Critical Indigenous Studies Initiative Event: Painted: Our Bodies, Hearts, and Village
On Tuesday October 24th, from 2:30-4:00pm, please join the Critical Indigenous Studies Initiative and Colby Museum of Art for a faculty and staff workshop about practices of decolonization at the Art Museum. We will discuss the artworks, Indigenous-led curatorial practices, and collaborative methodologies that inform the exhibit Painted: Our Bodies, Hearts, and Village. Participants are invited (but not required) to read preparatory material before attending the event. The event is intended both for people just beginning to think about decolonization as well as with those more familiar with decolonization practices. We will continue our conversation at a Museum sponsored happy hour at Front & Main from 5:00-6:00pm.
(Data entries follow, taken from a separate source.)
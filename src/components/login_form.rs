use crate::auth::ScanKind;
use crate::icons::Icons;
use crate::styles::theme;
use crate::ui::{FormField, LoginState, Mode};
use anyhow::Result;
use ratatui::prelude::*;
use ratatui::widgets::{Block, BorderType, Borders, Paragraph};

use super::input_field::InputField;

/// The credential form panel: inputs, primary action, and the biometric
/// trigger tiles
pub struct LoginForm;

impl LoginForm {
    pub fn render(frame: &mut Frame, area: Rect, state: &LoginState, icons: &Icons) -> Result<()> {
        let t = theme();

        let panel = Block::default()
            .borders(Borders::ALL)
            .border_type(BorderType::Rounded)
            .border_style(t.border_style())
            .padding(ratatui::widgets::Padding::new(2, 2, 1, 1));
        let inner = panel.inner(area);
        frame.render_widget(panel, area);

        let terminal_access = state.mode == Mode::TerminalAccess;

        let mut constraints = vec![Constraint::Length(3)]; // ID input
        if terminal_access {
            constraints.push(Constraint::Length(3)); // Passphrase input
        }
        constraints.extend([
            Constraint::Length(3), // Primary action
            Constraint::Length(1), // Divider
            Constraint::Length(4), // Trigger tiles
            Constraint::Length(1), // Mode toggle
            Constraint::Min(0),
        ]);

        let rows = Layout::default()
            .direction(Direction::Vertical)
            .constraints(constraints)
            .split(inner);
        let mut row = 0;

        InputField::render(
            frame,
            rows[row],
            state.identifier.text(),
            state.identifier.cursor(),
            state.focused_field == FormField::Identifier,
            "Professional Terminal ID",
            Some("ID-2026-AUTH"),
            false,
        )?;
        row += 1;

        if terminal_access {
            InputField::render(
                frame,
                rows[row],
                state.passphrase.text(),
                state.passphrase.cursor(),
                state.focused_field == FormField::Passphrase,
                "Encryption Key",
                Some("••••••••"),
                true,
            )?;
            row += 1;
        }

        Self::render_primary_action(frame, rows[row], state);
        row += 1;

        let divider = Paragraph::new("── BIOMETRIC VERIFICATION LAYER ──")
            .style(t.muted_style())
            .alignment(Alignment::Center);
        frame.render_widget(divider, rows[row]);
        row += 1;

        Self::render_trigger_tiles(frame, rows[row], state, icons);
        row += 1;

        let toggle_style = if state.focused_field == FormField::ModeToggle {
            t.highlight_style()
        } else {
            t.muted_style()
        };
        let toggle = Paragraph::new(state.mode.toggle_label())
            .style(toggle_style)
            .alignment(Alignment::Center);
        frame.render_widget(toggle, rows[row]);

        Ok(())
    }

    /// The primary button. Activating it submits the form as a face scan.
    fn render_primary_action(frame: &mut Frame, area: Rect, state: &LoginState) {
        let t = theme();
        let focused_input = matches!(
            state.focused_field,
            FormField::Identifier | FormField::Passphrase
        );

        let style = if focused_input {
            // Hint that Enter on an input submits the form.
            t.title_style()
        } else {
            t.text_style()
        };

        let button = Paragraph::new(state.mode.primary_action_label().to_uppercase())
            .style(style)
            .alignment(Alignment::Center)
            .block(
                Block::default()
                    .borders(Borders::ALL)
                    .border_type(BorderType::Rounded)
                    .border_style(t.border_focused_style()),
            );
        frame.render_widget(button, area);
    }

    fn render_trigger_tiles(frame: &mut Frame, area: Rect, state: &LoginState, icons: &Icons) {
        let columns = Layout::default()
            .direction(Direction::Horizontal)
            .constraints([Constraint::Percentage(50), Constraint::Percentage(50)])
            .split(area);

        Self::render_tile(
            frame,
            columns[0],
            icons.face(),
            ScanKind::Face.label(),
            state.focused_field == FormField::FaceScan,
        );
        Self::render_tile(
            frame,
            columns[1],
            icons.fingerprint(),
            ScanKind::Fingerprint.label(),
            state.focused_field == FormField::TouchScan,
        );
    }

    fn render_tile(frame: &mut Frame, area: Rect, glyph: &str, label: &str, focused: bool) {
        let t = theme();
        let (border_style, text_style) = if focused {
            (t.border_focused_style(), t.highlight_style())
        } else {
            (t.border_style(), t.muted_style())
        };

        let tile = Paragraph::new(format!("{}  {}", glyph, label.to_uppercase()))
            .style(text_style)
            .alignment(Alignment::Center)
            .block(
                Block::default()
                    .borders(Borders::ALL)
                    .border_type(BorderType::Rounded)
                    .border_style(border_style),
            );
        frame.render_widget(tile, area);
    }
}
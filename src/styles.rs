//! Theme and style system for the entrance screen.
//!
//! Provides consistent styling across the application with support for
//! dark, light, and color-free terminals, plus per-core transition
//! palettes.

use ratatui::style::{Color, Modifier, Style};
use std::str::FromStr;
use std::sync::RwLock;

/// Global theme instance (supports runtime updates)
static THEME: RwLock<Theme> = RwLock::new(Theme {
    theme_type: ThemeType::Dark,
    primary: Color::Cyan,
    secondary: Color::Blue,
    success: Color::Green,
    warning: Color::Yellow,
    error: Color::Red,
    text: Color::White,
    text_muted: Color::DarkGray,
    text_emphasis: Color::Cyan,
    border: Color::DarkGray,
    border_focused: Color::Cyan,
    highlight_bg: Color::DarkGray,
    background: Color::Reset,
});

/// Initialize the global theme (call once at startup, or to update at runtime)
pub fn init_theme(theme_type: ThemeType) {
    let mut theme = THEME.write().unwrap();
    *theme = Theme::new(theme_type);
}

/// Get the current theme
pub fn theme() -> Theme {
    THEME.read().unwrap().clone()
}

/// Theme type selector
#[derive(Debug, Clone, Copy, PartialEq, Eq, Default)]
pub enum ThemeType {
    #[default]
    Dark,
    Light,
    /// Disable all UI colors (equivalent to `NO_COLOR=1`)
    NoColor,
}

impl FromStr for ThemeType {
    type Err = ();

    fn from_str(s: &str) -> Result<Self, Self::Err> {
        Ok(match s.to_lowercase().as_str() {
            "light" => ThemeType::Light,
            "nocolor" | "no-color" | "no_color" => ThemeType::NoColor,
            _ => ThemeType::Dark,
        })
    }
}

/// Palette for the post-scan transition overlay, selected by core name.
///
/// Phoenix cores get their own darker treatment; every other core gets the
/// standard one.
#[derive(Debug, Clone, Copy, PartialEq, Eq)]
pub enum CoreVariant {
    Phoenix,
    Standard,
}

impl CoreVariant {
    /// Select the variant for a destination core
    pub fn for_core(core_name: &str) -> Self {
        if core_name == "Phoenix" {
            CoreVariant::Phoenix
        } else {
            CoreVariant::Standard
        }
    }

    /// Accent color used by the transition overlay
    pub fn accent(&self) -> Color {
        match self {
            CoreVariant::Phoenix => Color::LightRed,
            CoreVariant::Standard => Color::Cyan,
        }
    }

    /// Background color used by the transition overlay
    pub fn background(&self) -> Color {
        match self {
            CoreVariant::Phoenix => Color::Rgb(10, 14, 23),
            CoreVariant::Standard => Color::Rgb(17, 24, 39),
        }
    }
}

/// Color palette for the application
#[derive(Debug, Clone)]
pub struct Theme {
    /// Theme type
    pub theme_type: ThemeType,

    /// Main accent color (borders, titles, key UI elements)
    pub primary: Color,
    /// Secondary accent (branding, captions)
    pub secondary: Color,

    /// Success states (access granted)
    pub success: Color,
    /// Warning states (blocked input)
    pub warning: Color,
    /// Error states
    pub error: Color,

    /// Main text color
    pub text: Color,
    /// Muted/secondary text
    pub text_muted: Color,
    /// Emphasized text (core name, status lines)
    pub text_emphasis: Color,

    /// Default border color
    pub border: Color,
    /// Focused/active border color
    pub border_focused: Color,
    /// Selection highlight background
    pub highlight_bg: Color,
    /// Background color (use Reset for terminal default)
    pub background: Color,
}

impl Theme {
    pub fn new(theme_type: ThemeType) -> Self {
        match theme_type {
            ThemeType::Dark => Self::dark(),
            ThemeType::Light => Self::light(),
            ThemeType::NoColor => Self::no_color(),
        }
    }

    /// Dark theme - for dark terminal backgrounds
    pub fn dark() -> Self {
        Self {
            theme_type: ThemeType::Dark,

            primary: Color::Cyan,
            secondary: Color::Blue,

            success: Color::Green,
            warning: Color::Yellow,
            error: Color::Red,

            text: Color::White,
            text_muted: Color::DarkGray,
            text_emphasis: Color::Cyan,

            border: Color::DarkGray,
            border_focused: Color::Cyan,
            highlight_bg: Color::DarkGray,
            background: Color::Reset,
        }
    }

    /// Light theme - for light terminal backgrounds
    pub fn light() -> Self {
        Self {
            theme_type: ThemeType::Light,

            primary: Color::Blue,
            secondary: Color::Cyan,

            success: Color::Green,
            warning: Color::Rgb(180, 120, 0),
            error: Color::Red,

            text: Color::Black,
            text_muted: Color::DarkGray,
            text_emphasis: Color::Blue,

            border: Color::DarkGray,
            border_focused: Color::Blue,
            highlight_bg: Color::Gray,
            background: Color::Reset,
        }
    }

    /// No-color theme - for terminals where colors should be disabled
    ///
    /// Note: In this mode, style helpers below intentionally avoid setting
    /// fg/bg so the UI uses the terminal defaults without emitting color
    /// codes.
    pub fn no_color() -> Self {
        Self {
            theme_type: ThemeType::NoColor,

            primary: Color::Reset,
            secondary: Color::Reset,

            success: Color::Reset,
            warning: Color::Reset,
            error: Color::Reset,

            text: Color::Reset,
            text_muted: Color::Reset,
            text_emphasis: Color::Reset,

            border: Color::Reset,
            border_focused: Color::Reset,
            highlight_bg: Color::Reset,
            background: Color::Reset,
        }
    }

    // === Style Helpers ===

    /// Style for primary/title text
    pub fn title_style(&self) -> Style {
        if self.theme_type == ThemeType::NoColor {
            return Style::default().add_modifier(Modifier::BOLD);
        }
        Style::default()
            .fg(self.primary)
            .add_modifier(Modifier::BOLD)
    }

    /// Style for regular text
    pub fn text_style(&self) -> Style {
        if self.theme_type == ThemeType::NoColor {
            return Style::default();
        }
        Style::default().fg(self.text)
    }

    /// Style for muted/secondary text
    pub fn muted_style(&self) -> Style {
        if self.theme_type == ThemeType::NoColor {
            return Style::default().add_modifier(Modifier::DIM);
        }
        Style::default().fg(self.text_muted)
    }

    /// Style for emphasized text (core name, status lines)
    pub fn emphasis_style(&self) -> Style {
        if self.theme_type == ThemeType::NoColor {
            return Style::default().add_modifier(Modifier::BOLD);
        }
        Style::default().fg(self.text_emphasis)
    }

    /// Style for success states
    pub fn success_style(&self) -> Style {
        if self.theme_type == ThemeType::NoColor {
            return Style::default().add_modifier(Modifier::BOLD);
        }
        Style::default().fg(self.success)
    }

    /// Style for warning states
    pub fn warning_style(&self) -> Style {
        Style::default().fg(self.warning)
    }

    /// Style for focused borders
    pub fn border_focused_style(&self) -> Style {
        if self.theme_type == ThemeType::NoColor {
            return Style::default().add_modifier(Modifier::BOLD);
        }
        Style::default().fg(self.border_focused)
    }

    /// Style for unfocused borders
    pub fn border_style(&self) -> Style {
        if self.theme_type == ThemeType::NoColor {
            return Style::default();
        }
        Style::default().fg(self.border)
    }

    /// Style for the focused/selected affordance (buttons, tiles)
    pub fn highlight_style(&self) -> Style {
        if self.theme_type == ThemeType::NoColor {
            return Style::default().add_modifier(Modifier::BOLD | Modifier::REVERSED);
        }
        Style::default()
            .fg(self.text_emphasis)
            .bg(self.highlight_bg)
            .add_modifier(Modifier::BOLD)
    }

    /// Style for disabled items
    pub fn disabled_style(&self) -> Style {
        if self.theme_type == ThemeType::NoColor {
            return Style::default().add_modifier(Modifier::DIM);
        }
        Style::default().fg(self.text_muted)
    }

    /// Background style
    pub fn background_style(&self) -> Style {
        if self.theme_type == ThemeType::NoColor {
            return Style::default();
        }
        Style::default().bg(self.background)
    }

    /// Style used to dim content behind a modal
    pub fn dim_style(&self) -> Style {
        if self.theme_type == ThemeType::NoColor {
            return Style::default().add_modifier(Modifier::DIM);
        }
        Style::default().bg(Color::Reset).fg(self.text_muted)
    }
}
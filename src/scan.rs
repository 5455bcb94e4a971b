//! The two-phase scan sequence as a cancellable value.
//!
//! The overlay pacing could be driven by detached one-shot timers, but
//! those keep running after the screen is dismissed. Instead the deadlines
//! are plain data owned by the screen state and advanced by the event-loop
//! tick: dropping the sequence is cancellation, so no completion can fire
//! against disposed state.

use std::time::{Duration, Instant};

/// Internal phase of a running sequence
#[derive(Debug, Clone, Copy, PartialEq, Eq)]
enum Phase {
    /// Waiting for the scan deadline
    Scanning,
    /// Scan done, waiting for the transition deadline
    Transition,
    /// Both deadlines elapsed; the sequence is spent
    Complete,
}

/// Event produced by advancing the sequence
#[derive(Debug, Clone, Copy, PartialEq, Eq)]
pub enum SequenceEvent {
    /// The simulated scan finished; the success overlay should appear
    ScanComplete,
    /// The transition finished; the completion callback may fire
    TransitionComplete,
}

/// A running scan sequence: two strictly ordered one-shot deadlines
#[derive(Debug, Clone)]
pub struct ScanSequence {
    phase: Phase,
    /// When the current phase was armed
    armed_at: Instant,
    /// Deadline of the current phase
    deadline: Instant,
    transition_delay: Duration,
}

impl ScanSequence {
    /// Arm the scan deadline. The transition deadline is armed only when
    /// the scan deadline fires, so the two effects can never overlap.
    pub fn start(now: Instant, scan_delay: Duration, transition_delay: Duration) -> Self {
        Self {
            phase: Phase::Scanning,
            armed_at: now,
            deadline: now + scan_delay,
            transition_delay,
        }
    }

    /// Advance the sequence. Returns at most one event per call; a spent
    /// sequence returns None forever.
    pub fn tick(&mut self, now: Instant) -> Option<SequenceEvent> {
        if now < self.deadline {
            return None;
        }
        match self.phase {
            Phase::Scanning => {
                self.phase = Phase::Transition;
                self.armed_at = now;
                self.deadline = now + self.transition_delay;
                Some(SequenceEvent::ScanComplete)
            }
            Phase::Transition => {
                self.phase = Phase::Complete;
                Some(SequenceEvent::TransitionComplete)
            }
            Phase::Complete => None,
        }
    }

    /// Fraction of the current phase that has elapsed, for overlay
    /// animation (clamped to 1.0)
    pub fn progress(&self, now: Instant) -> f64 {
        let total = self.deadline.saturating_duration_since(self.armed_at);
        if total.is_zero() {
            return 1.0;
        }
        let elapsed = now.saturating_duration_since(self.armed_at);
        (elapsed.as_secs_f64() / total.as_secs_f64()).min(1.0)
    }

    /// Whether both deadlines have elapsed
    pub fn is_complete(&self) -> bool {
        self.phase == Phase::Complete
    }
}
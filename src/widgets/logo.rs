//! The [`PolarisLogo`] widget renders the Polaris Medico logo art.
use crate::styles::theme;
use indoc::indoc;
use ratatui::buffer::Buffer;
use ratatui::layout::Rect;
use ratatui::text::Text;
use ratatui::widgets::Widget;

/// A widget that renders the Polaris logo
///
/// The logo comes in two sizes: `Small` (2 lines) and `Regular` (3 lines).
/// The branding block uses the regular size, dropping to the small size
/// when the terminal is too cramped for the full block.
#[derive(Debug, Default, Clone, Copy, PartialEq, Eq)]
pub struct PolarisLogo {
    size: Size,
}

/// The size of the logo
#[derive(Debug, Default, Clone, Copy, PartialEq, Eq)]
#[non_exhaustive]
pub enum Size {
    /// A small logo (2 lines, braille characters)
    #[default]
    Small,
    /// A regular logo (3 lines, box drawing characters)
    Regular,
}

impl PolarisLogo {
    /// Create a new logo widget
    pub const fn new(size: Size) -> Self {
        Self { size }
    }

    /// Create a new logo widget with a small size (2 lines)
    pub const fn small() -> Self {
        Self::new(Size::Small)
    }

    /// Create a new logo widget with a regular size (3 lines)
    pub const fn regular() -> Self {
        Self::new(Size::Regular)
    }

    fn small_art() -> &'static str {
        indoc! {"
            ⣰⡀ ⢀⡀ ⡇ ⢀⡀ ⡀⣀ ⠄ ⢀⣀
            ⠘⠤ ⠣⠜ ⠧ ⠣⠼ ⠏  ⠇ ⠭⠕
        "}
    }

    fn regular_art() -> &'static str {
        indoc! {"
            ┏━┓┏━┓╻  ┏━┓┏━┓╻┏━┓
            ┣━┛┃ ┃┃  ┣━┫┣┳┛┃┗━┓
            ╹  ┗━┛┗━╸╹ ╹╹┗╸╹┗━┛
        "}
    }
}

impl Widget for PolarisLogo {
    fn render(self, area: Rect, buf: &mut Buffer) {
        let t = theme();
        let art = match self.size {
            Size::Small => Self::small_art(),
            Size::Regular => Self::regular_art(),
        };
        Text::styled(art, t.title_style()).render(area, buf);
    }
}
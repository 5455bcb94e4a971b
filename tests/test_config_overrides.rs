//! Integration tests for configuration loading and CLI override shadowing.

use clap::Parser;
use polaris_login::auth::{Authenticator, ScanKind, ScanRequest, SimulatedAuthenticator};
use polaris_login::cli::Cli;
use polaris_login::config::Config;
use tempfile::TempDir;

#[test]
fn missing_config_file_is_created_with_defaults() {
    let temp_dir = TempDir::new().unwrap();
    let config_path = temp_dir.path().join("config.toml");

    let config = Config::load_or_create(&config_path).unwrap();

    assert!(config_path.exists());
    assert_eq!(config.core_name, "Phoenix");
    assert_eq!(config.system_name, "Polaris Medico");
    assert_eq!(config.scan_delay_ms, 3500);
    assert_eq!(config.transition_delay_ms, 2000);
}

#[test]
fn cli_overrides_shadow_file_values() {
    // Given: a config file with custom branding
    let temp_dir = TempDir::new().unwrap();
    let config_path = temp_dir.path().join("config.toml");
    std::fs::write(
        &config_path,
        "core_name = \"Helios\"\nsystem_name = \"Helios Medical\"\n",
    )
    .unwrap();

    // When: the CLI overrides one of the two values
    let cli = Cli::parse_from(["polaris-login", "--core-name", "Aurora"]);
    let mut config = Config::load_or_create(&config_path).unwrap();
    cli.apply_overrides(&mut config);

    // Then: only the overridden value changes
    assert_eq!(config.core_name, "Aurora");
    assert_eq!(config.system_name, "Helios Medical");
}

#[test]
fn timing_overrides_reach_the_authenticator() {
    let cli = Cli::parse_from([
        "polaris-login",
        "--scan-delay-ms",
        "120",
        "--transition-delay-ms",
        "80",
    ]);
    let mut config = Config::default();
    cli.apply_overrides(&mut config);

    let authenticator =
        SimulatedAuthenticator::new(config.scan_delay(), config.transition_delay());
    let outcome = authenticator.authenticate(ScanRequest {
        kind: ScanKind::Face,
        identifier: "ID-0001",
    });

    assert_eq!(outcome.scan_delay.as_millis(), 120);
    assert_eq!(outcome.transition_delay.as_millis(), 80);
}

#[test]
fn logo_overrides_are_applied() {
    let cli = Cli::parse_from([
        "polaris-login",
        "--core-logo",
        "/opt/branding/core.png",
        "--investor-logo",
        "ACME CAPITAL",
    ]);
    let mut config = Config::default();
    cli.apply_overrides(&mut config);

    assert_eq!(config.core_logo.as_deref(), Some("/opt/branding/core.png"));
    assert_eq!(config.investor_logo.as_deref(), Some("ACME CAPITAL"));
}
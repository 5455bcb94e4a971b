use crate::auth::ScanKind;
use crate::icons::Icons;
use crate::styles::theme;
use crate::utils::center_popup;
use anyhow::Result;
use ratatui::prelude::*;
use ratatui::widgets::{Block, BorderType, Borders, Clear, Paragraph};

/// Spinner frames for the scanning status line
const SPINNER: [&str; 4] = ["◐", "◓", "◑", "◒"];

/// Full-screen scanning overlay with the animated sweep line
pub struct ScanOverlay;

impl ScanOverlay {
    /// Render the overlay.
    ///
    /// `progress` is the elapsed fraction of the scan phase and drives the
    /// sweep line and spinner.
    pub fn render(
        frame: &mut Frame,
        area: Rect,
        kind: ScanKind,
        progress: f64,
        icons: &Icons,
    ) -> Result<()> {
        let t = theme();

        frame.render_widget(Clear, area);
        frame.render_widget(Block::default().style(t.background_style()), area);

        let popup = center_popup(area, 50, 60);

        let chunks = Layout::default()
            .direction(Direction::Vertical)
            .constraints([
                Constraint::Min(7),    // Scan frame
                Constraint::Length(1), // Spacer
                Constraint::Length(1), // Status line
                Constraint::Length(1), // Encryption caption
            ])
            .split(popup);

        Self::render_scan_frame(frame, chunks[0], kind, progress, icons);

        let spinner_idx = ((progress * 12.0) as usize) % SPINNER.len();
        let status = Line::from(vec![
            Span::styled(SPINNER[spinner_idx], t.emphasis_style()),
            Span::raw(" "),
            Span::styled(kind.status_line(), t.text_style()),
        ]);
        frame.render_widget(
            Paragraph::new(status).alignment(Alignment::Center),
            chunks[2],
        );

        frame.render_widget(
            Paragraph::new("ENCRYPTION LAYER: ACTIVE")
                .style(t.muted_style())
                .alignment(Alignment::Center),
            chunks[3],
        );

        Ok(())
    }

    /// The bordered frame holding the biometric glyph and the sweep line
    fn render_scan_frame(
        frame: &mut Frame,
        area: Rect,
        kind: ScanKind,
        progress: f64,
        icons: &Icons,
    ) {
        let t = theme();

        let frame_block = Block::default()
            .borders(Borders::ALL)
            .border_type(BorderType::Rounded)
            .border_style(t.border_focused_style());
        let inner = frame_block.inner(area);
        frame.render_widget(frame_block, area);

        let glyph = match kind {
            ScanKind::Face => icons.face(),
            ScanKind::Fingerprint => icons.fingerprint(),
        };
        let glyph_para = Paragraph::new(glyph)
            .style(t.emphasis_style().add_modifier(Modifier::BOLD))
            .alignment(Alignment::Center);
        let glyph_y = inner.y + inner.height / 2;
        if glyph_y < inner.y + inner.height {
            frame.render_widget(glyph_para, Rect::new(inner.x, glyph_y, inner.width, 1));
        }

        // Sweep line: loops top-to-bottom over the scan phase.
        if inner.height > 0 {
            let sweep = (progress * 3.0).fract();
            let sweep_y = inner.y + ((f64::from(inner.height) * sweep) as u16).min(inner.height - 1);
            let line = Paragraph::new("─".repeat(inner.width as usize))
                .style(t.emphasis_style());
            frame.render_widget(line, Rect::new(inner.x, sweep_y, inner.width, 1));
        }
    }
}
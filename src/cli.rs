use crate::config::Config;
use anyhow::{bail, Result};
use clap::{CommandFactory, Parser, Subcommand};
use clap_complete::Shell;
use std::path::PathBuf;

/// Branded terminal entrance screen with a simulated biometric flow
#[derive(Parser, Debug)]
#[command(
    name = "polaris-login",
    version,
    about = "Branded terminal entrance screen with a simulated biometric flow",
    long_about = None,
    disable_help_subcommand = true
)]
pub struct Cli {
    /// Path to the configuration file
    #[arg(long, value_name = "PATH")]
    pub config: Option<PathBuf>,

    /// Destination core name (overrides the configured value)
    #[arg(long, value_name = "NAME")]
    pub core_name: Option<String>,

    /// Destination core role line
    #[arg(long, value_name = "ROLE")]
    pub core_role: Option<String>,

    /// Core logo path or URL
    #[arg(long, value_name = "LOGO")]
    pub core_logo: Option<String>,

    /// Endorsement logo reference shown in the footer strip
    #[arg(long, value_name = "LOGO")]
    pub investor_logo: Option<String>,

    /// Portal system name shown in the branding block
    #[arg(long, value_name = "NAME")]
    pub system_name: Option<String>,

    /// Portal description line
    #[arg(long, value_name = "TEXT")]
    pub portal_description: Option<String>,

    /// Color theme: dark, light, or no-color
    #[arg(long, value_name = "THEME")]
    pub theme: Option<String>,

    /// Simulated scan duration in milliseconds
    #[arg(long, value_name = "MS")]
    pub scan_delay_ms: Option<u64>,

    /// Simulated transition duration in milliseconds
    #[arg(long, value_name = "MS")]
    pub transition_delay_ms: Option<u64>,

    #[command(subcommand)]
    pub command: Option<Commands>,
}

#[derive(Subcommand, Debug)]
pub enum Commands {
    /// Generate shell completions
    Completions {
        /// Shell to generate completions for (detected from $SHELL if omitted)
        shell: Option<Shell>,
    },
}

impl Cli {
    /// Execute the CLI command. Returns `true` when the TUI should launch.
    pub fn execute(&self) -> Result<bool> {
        match &self.command {
            Some(Commands::Completions { shell }) => {
                Self::generate_completions(*shell)?;
                Ok(false)
            }
            None => Ok(true),
        }
    }

    /// Fold command-line overrides into the loaded configuration
    pub fn apply_overrides(&self, config: &mut Config) {
        if let Some(core_name) = &self.core_name {
            config.core_name = core_name.clone();
        }
        if let Some(core_role) = &self.core_role {
            config.core_role = core_role.clone();
        }
        if let Some(core_logo) = &self.core_logo {
            config.core_logo = Some(core_logo.clone());
        }
        if let Some(investor_logo) = &self.investor_logo {
            config.investor_logo = Some(investor_logo.clone());
        }
        if let Some(system_name) = &self.system_name {
            config.system_name = system_name.clone();
        }
        if let Some(portal_description) = &self.portal_description {
            config.portal_description = portal_description.clone();
        }
        if let Some(theme) = &self.theme {
            config.theme = theme.clone();
        }
        if let Some(scan_delay_ms) = self.scan_delay_ms {
            config.scan_delay_ms = scan_delay_ms;
        }
        if let Some(transition_delay_ms) = self.transition_delay_ms {
            config.transition_delay_ms = transition_delay_ms;
        }
    }

    fn generate_completions(shell: Option<Shell>) -> Result<()> {
        let Some(shell) = shell.or_else(Shell::from_env) else {
            bail!("Could not automatically detect shell");
        };

        let mut cmd = Self::command();
        let name = cmd.get_name().to_string();
        clap_complete::generate(shell, &mut cmd, name, &mut std::io::stdout());

        Ok(())
    }
}

#[cfg(test)]
mod tests {
    use super::*;

    #[test]
    fn no_arguments_launches_tui() {
        let cli = Cli::parse_from(["polaris-login"]);
        assert!(cli.command.is_none());
        assert!(cli.execute().unwrap());
    }

    #[test]
    fn overrides_replace_configured_values() {
        let cli = Cli::parse_from([
            "polaris-login",
            "--core-name",
            "Phoenix",
            "--scan-delay-ms",
            "100",
        ]);
        let mut config = Config::default();
        cli.apply_overrides(&mut config);
        assert_eq!(config.core_name, "Phoenix");
        assert_eq!(config.scan_delay_ms, 100);
        // Untouched fields keep their defaults
        assert_eq!(config.transition_delay_ms, 2000);
    }

    #[test]
    fn completions_subcommand_skips_tui() {
        let cli = Cli::parse_from(["polaris-login", "completions", "bash"]);
        assert!(matches!(
            cli.command,
            Some(Commands::Completions { shell: Some(_) })
        ));
    }
}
Please register here: https://forms.gle/otWAZifee5dnWNCHA
Please find reading material here: https://drive.google.com/drive/u/0/folders/1koKSnao1ikURXqBcITWmLz3FkA84Y2s_
Painted: Our Bodies, Hearts, and Village emphasizes the sovereignty of Pueblo peoples and the land they steward, inviting viewers to consider how art produced in the US Southwest reflects, or diverges from, the lived experiences of Native community members. The exhibit centers Pueblo perspectives on the contexts that informed the social and cultural landscape of Taos from 1915 to 1927, when the Taos Society of Artists (TSA), a group of Anglo-American painters, was active. The exhibition and its associated programs ask: What can be learned about self-representation, intertribal exchange, settler colonialism, and the causes of climate change by foregrounding Pueblo and other Native voices? And, relatedly, what enduring myths about Native people and Westward expansion might be unlearned through this multivocal approach?